→ **TASK BRIEF**: Only the lines from the start of the entries through the line with "parameters)| (key.into(), parameters))" are wanted; please output them exactly.

→ **INPUT DATA**:
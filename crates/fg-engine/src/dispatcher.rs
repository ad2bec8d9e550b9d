//! Job dispatch.
//!
//! One `Dispatcher` is chosen at startup from the configured mode. The
//! queue-backed dispatcher only publishes; the inline dispatcher only runs.

use std::collections::BTreeMap;
use std::sync::Arc;

use async_trait::async_trait;
use fg_archive::Archive;
use fg_types::{
    internal_error, validation_error, CombinationKey, CoordinatorConfig, DatasetMeta,
    DispatchError, DispatchMode, FgError, FgResult, Grid, JobKey, JobMessage, JobParameters,
    Phase, QueueEndpoint, RunRecord,
};
use serde::{Deserialize, Serialize};
use tracing::{error, info, warn};

use crate::archival::archive_output;
use crate::queue::{ProducerFactory, QueueProducer};
use crate::runner::{JobOutput, RunnerRegistry};

/// Lifecycle of one combination inside a dispatch call.
#[derive(Debug, Clone, Copy, PartialEq, Eq, Serialize, Deserialize)]
pub enum CombinationState {
    Enumerated,
    Queued,
    Running,
    Completed,
    Failed,
}

fn log_state(key: &JobKey, phase: Phase, state: CombinationState) {
    match state {
        CombinationState::Failed => error!(key = %key, phase = %phase, state = ?state, "Combination state"),
        _ => info!(key = %key, phase = %phase, state = ?state, "Combination state"),
    }
}

/// Combinations of one phase sharing a grid.
#[derive(Debug, Clone, PartialEq)]
pub struct JobBatch {
    pub phase: Phase,
    pub grid: Grid,
    pub jobs: Vec<(JobKey, JobParameters)>,
}

impl JobBatch {
    pub fn new(phase: Phase, grid: Grid) -> Self {
        Self {
            phase,
            grid,
            jobs: Vec::new(),
        }
    }

    /// Batch from enumerated combinations, in key order.
    pub fn from_combinations(
        phase: Phase,
        grid: Grid,
        combinations: BTreeMap<CombinationKey, JobParameters>,
    ) -> Self {
        let jobs = combinations
            .into_iter()
            .map(|(key, parameters)| (key.into(), parameters))
            .collect();
        Self { phase, grid, jobs }
    }

    pub fn push(&mut self, key: impl Into<JobKey>, parameters: JobParameters) {
        self.jobs.push((key.into(), parameters));
    }

    pub fn with_job(mut self, key: impl Into<JobKey>, parameters: JobParameters) -> Self {
        self.push(key, parameters);
        self
    }

    pub fn len(&self) -> usize {
        self.jobs.len()
    }

    pub fn is_empty(&self) -> bool {
        self.jobs.is_empty()
    }

    /// Reject the batch if any job is malformed. Nothing is dispatched from
    /// a batch that fails here.
    pub fn validate(&self) -> FgResult<()> {
        for (key, parameters) in &self.jobs {
            parameters.validate(self.phase, key)?;
            log_state(key, self.phase, CombinationState::Enumerated);
        }
        Ok(())
    }

    /// One queue message per job. Optimize jobs stay whole so the optimize
    /// consumer runs training and evaluation in order.
    pub fn messages(&self) -> FgResult<Vec<JobMessage>> {
        self.validate()?;
        Ok(self
            .jobs
            .iter()
            .map(|(key, parameters)| {
                JobMessage::new(key.clone(), self.grid.clone(), parameters.clone())
            })
            .collect())
    }
}

/// Split optimize parameters into its training and evaluation parts, in
/// the order a consumer runs them. Other phases are returned as `None`.
pub fn expand_optimize(
    grid: &Grid,
    parameters: &JobParameters,
) -> Option<(JobParameters, JobParameters)> {
    let JobParameters::Optimize {
        action,
        experiment,
        run,
        flags,
        ..
    } = parameters
    else {
        return None;
    };
    let train = JobParameters::Train {
        action: *action,
        experiment: experiment.clone(),
        run: run.clone(),
        flags: flags.clone(),
    };
    let evaluate = JobParameters::Evaluate {
        action: *action,
        experiment: experiment.clone(),
        run: run.clone(),
        participants: grid.participants(),
        metas: vec![DatasetMeta::Evaluate],
        flags: flags.clone(),
    };
    Some((train, evaluate))
}

/// A message handed to a queue.
#[derive(Debug, Clone, PartialEq, Eq)]
pub struct QueueReceipt {
    pub key: JobKey,
    pub phase: Phase,
    pub endpoint: String,
}

/// A job executed in-process.
#[derive(Debug, Clone, PartialEq)]
pub struct CompletedJob {
    pub key: JobKey,
    pub phase: Phase,
    pub output: JobOutput,
}

#[derive(Debug, Clone, PartialEq)]
pub enum DispatchOutcome {
    /// Published; completion happens in a consumer.
    Queued(Vec<QueueReceipt>),
    /// Executed to completion and archived.
    Completed(Vec<CompletedJob>),
}

impl DispatchOutcome {
    pub fn states(&self) -> Vec<(JobKey, Phase, CombinationState)> {
        match self {
            Self::Queued(receipts) => receipts
                .iter()
                .map(|r| (r.key.clone(), r.phase, CombinationState::Queued))
                .collect(),
            Self::Completed(jobs) => jobs
                .iter()
                .map(|j| (j.key.clone(), j.phase, CombinationState::Completed))
                .collect(),
        }
    }

    pub fn completed(&self) -> &[CompletedJob] {
        match self {
            Self::Queued(_) => &[],
            Self::Completed(jobs) => jobs,
        }
    }
}

#[async_trait]
pub trait Dispatcher: Send + Sync {
    fn mode(&self) -> DispatchMode;

    async fn dispatch(&self, batch: JobBatch) -> FgResult<DispatchOutcome>;
}

/// Cluster mode: publish every combination to its phase queue.
pub struct QueueDispatcher {
    config: CoordinatorConfig,
    factory: Arc<dyn ProducerFactory>,
}

impl QueueDispatcher {
    pub fn new(config: CoordinatorConfig, factory: Arc<dyn ProducerFactory>) -> Self {
        Self { config, factory }
    }

    /// Resolve every message's endpoint before anything is published.
    fn route(
        &self,
        messages: Vec<JobMessage>,
    ) -> FgResult<Vec<(Phase, QueueEndpoint, Vec<JobMessage>)>> {
        let mut groups: Vec<(Phase, QueueEndpoint, Vec<JobMessage>)> = Vec::new();
        for message in messages {
            let Some(endpoint) = self.config.queue_for(message.key.collab_id()).cloned() else {
                error!(
                    key = %message.key,
                    phase = %message.phase,
                    "Cluster mode requested without a queue endpoint"
                );
                return Err(DispatchError::QueueNotConfigured { key: message.key }.into());
            };
            match groups
                .iter_mut()
                .find(|(phase, target, _)| *phase == message.phase && *target == endpoint)
            {
                Some((_, _, queued)) => queued.push(message),
                None => groups.push((message.phase, endpoint, vec![message])),
            }
        }
        Ok(groups)
    }
}

async fn publish_all(producer: &mut dyn QueueProducer, messages: &[JobMessage]) -> FgResult<()> {
    for message in messages {
        producer.publish(message).await?;
    }
    Ok(())
}

#[async_trait]
impl Dispatcher for QueueDispatcher {
    fn mode(&self) -> DispatchMode {
        DispatchMode::Cluster
    }

    async fn dispatch(&self, batch: JobBatch) -> FgResult<DispatchOutcome> {
        let groups = self.route(batch.messages()?)?;

        let mut receipts = Vec::new();
        for (phase, endpoint, messages) in groups {
            let mut producer = self.factory.producer(phase, &endpoint);
            producer.connect().await?;
            let published = publish_all(producer.as_mut(), &messages).await;
            let closed = producer.disconnect().await;
            if let Err(e) = &closed {
                warn!(queue = %phase, error = %e, "Queue disconnect failed");
            }
            published?;
            closed?;

            for message in messages {
                log_state(&message.key, phase, CombinationState::Queued);
                receipts.push(QueueReceipt {
                    key: message.key,
                    phase,
                    endpoint: endpoint.address(),
                });
            }
        }
        Ok(DispatchOutcome::Queued(receipts))
    }
}

/// Standalone mode: run every combination in-process, one after another.
pub struct InlineDispatcher {
    runners: RunnerRegistry,
    archive: Arc<dyn Archive>,
}

impl InlineDispatcher {
    pub fn new(runners: RunnerRegistry, archive: Arc<dyn Archive>) -> Self {
        Self { runners, archive }
    }

    async fn run_one(
        &self,
        key: &JobKey,
        grid: &Grid,
        parameters: &JobParameters,
    ) -> FgResult<JobOutput> {
        let phase = parameters.phase();
        let runner = self
            .runners
            .get(phase)
            .ok_or_else(|| DispatchError::RunnerMissing {
                key: key.clone(),
                phase,
            })?;

        log_state(key, phase, CombinationState::Running);
        let output = runner
            .run(key, grid, parameters)
            .await
            .and_then(|output| {
                archive_output(self.archive.as_ref(), key, &output)?;
                Ok(output)
            })
            .map_err(|e| {
                log_state(key, phase, CombinationState::Failed);
                keyed(e, key, phase)
            })?;
        log_state(key, phase, CombinationState::Completed);
        Ok(output)
    }

    async fn run_optimize(
        &self,
        key: &JobKey,
        grid: &Grid,
        parameters: &JobParameters,
    ) -> FgResult<JobOutput> {
        let JobParameters::Optimize {
            hyperparameters, ..
        } = parameters
        else {
            return Err(validation_error!("{} is not an optimize job", key));
        };
        let Some((train, evaluate)) = expand_optimize(grid, parameters) else {
            return Err(validation_error!("{} is not an optimize job", key));
        };
        let combination = key
            .combination()
            .ok_or_else(|| validation_error!("{} is not a full combination key", key))?;

        let run = RunRecord::new(combination.clone(), hyperparameters.clone());
        self.archive.write_run(run.clone())?;

        let JobOutput::Training(model) = self.run_one(key, grid, &train).await? else {
            return Err(internal_error!("training runner returned a foreign output for {}", key));
        };
        let JobOutput::Validation(validation) = self.run_one(key, grid, &evaluate).await? else {
            return Err(internal_error!("evaluation runner returned a foreign output for {}", key));
        };
        Ok(JobOutput::Optimization {
            run,
            model,
            validation,
        })
    }
}

/// Attach the combination key to errors that do not already carry one.
fn keyed(error: FgError, key: &JobKey, phase: Phase) -> FgError {
    let message = match error {
        FgError::Validation(message) | FgError::Archive(message) | FgError::Internal(message) => {
            message
        }
        FgError::Io(e) => e.to_string(),
        FgError::Serialization(e) => e.to_string(),
        other => return other,
    };
    DispatchError::JobFailed {
        key: key.clone(),
        phase,
        message,
    }
    .into()
}

#[async_trait]
impl Dispatcher for InlineDispatcher {
    fn mode(&self) -> DispatchMode {
        DispatchMode::Standalone
    }

    async fn dispatch(&self, batch: JobBatch) -> FgResult<DispatchOutcome> {
        batch.validate()?;

        let mut completed = Vec::with_capacity(batch.len());
        for (key, parameters) in &batch.jobs {
            let output = match parameters {
                JobParameters::Optimize { .. } => {
                    self.run_optimize(key, &batch.grid, parameters).await?
                }
                _ => self.run_one(key, &batch.grid, parameters).await?,
            };
            completed.push(CompletedJob {
                key: key.clone(),
                phase: parameters.phase(),
                output,
            });
        }
        Ok(DispatchOutcome::Completed(completed))
    }
}

/// Dispatcher for the configured mode.
pub fn build_dispatcher(
    config: &CoordinatorConfig,
    factory: Arc<dyn ProducerFactory>,
    runners: RunnerRegistry,
    archive: Arc<dyn Archive>,
) -> Arc<dyn Dispatcher> {
    match config.mode {
        DispatchMode::Cluster => Arc::new(QueueDispatcher::new(config.clone(), factory)),
        DispatchMode::Standalone => Arc::new(InlineDispatcher::new(runners, archive)),
    }
}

→ **RESPONSE BOX**:
filename crates/fg-engine/src/dispatcher.rs
repository ad2bec8d9e550b9d
//! Job dispatch.
//!
//! One `Dispatcher` is chosen at startup from the configured mode. The
//! queue-backed dispatcher only publishes; the inline dispatcher only runs.

use std::collections::BTreeMap;
use std::sync::Arc;

use async_trait::async_trait;
use fg_archive::Archive;
use fg_types::{
    internal_error, validation_error, CombinationKey, CoordinatorConfig, DatasetMeta,
    DispatchError, DispatchMode, FgError, FgResult, Grid, JobKey, JobMessage, JobParameters,
    Phase, QueueEndpoint, RunRecord,
};
use serde::{Deserialize, Serialize};
use tracing::{error, info, warn};

use crate::archival::archive_output;
use crate::queue::{ProducerFactory, QueueProducer};
use crate::runner::{JobOutput, RunnerRegistry};

/// Lifecycle of one combination inside a dispatch call.
#[derive(Debug, Clone, Copy, PartialEq, Eq, Serialize, Deserialize)]
pub enum CombinationState {
    Enumerated,
    Queued,
    Running,
    Completed,
    Failed,
}

fn log_state(key: &JobKey, phase: Phase, state: CombinationState) {
    match state {
        CombinationState::Failed => error!(key = %key, phase = %phase, state = ?state, "Combination state"),
        _ => info!(key = %key, phase = %phase, state = ?state, "Combination state"),
    }
}

/// Combinations of one phase sharing a grid.
#[derive(Debug, Clone, PartialEq)]
pub struct JobBatch {
    pub phase: Phase,
    pub grid: Grid,
    pub jobs: Vec<(JobKey, JobParameters)>,
}

impl JobBatch {
    pub fn new(phase: Phase, grid: Grid) -> Self {
        Self {
            phase,
            grid,
            jobs: Vec::new(),
        }
    }

    /// Batch from enumerated combinations, in key order.
    pub fn from_combinations(
        phase: Phase,
        grid: Grid,
        combinations: BTreeMap<CombinationKey, JobParameters>,
    ) -> Self {
        let jobs = combinations
            .into_iter()
            .map(|(key, parameters)| (key.into(), parameters))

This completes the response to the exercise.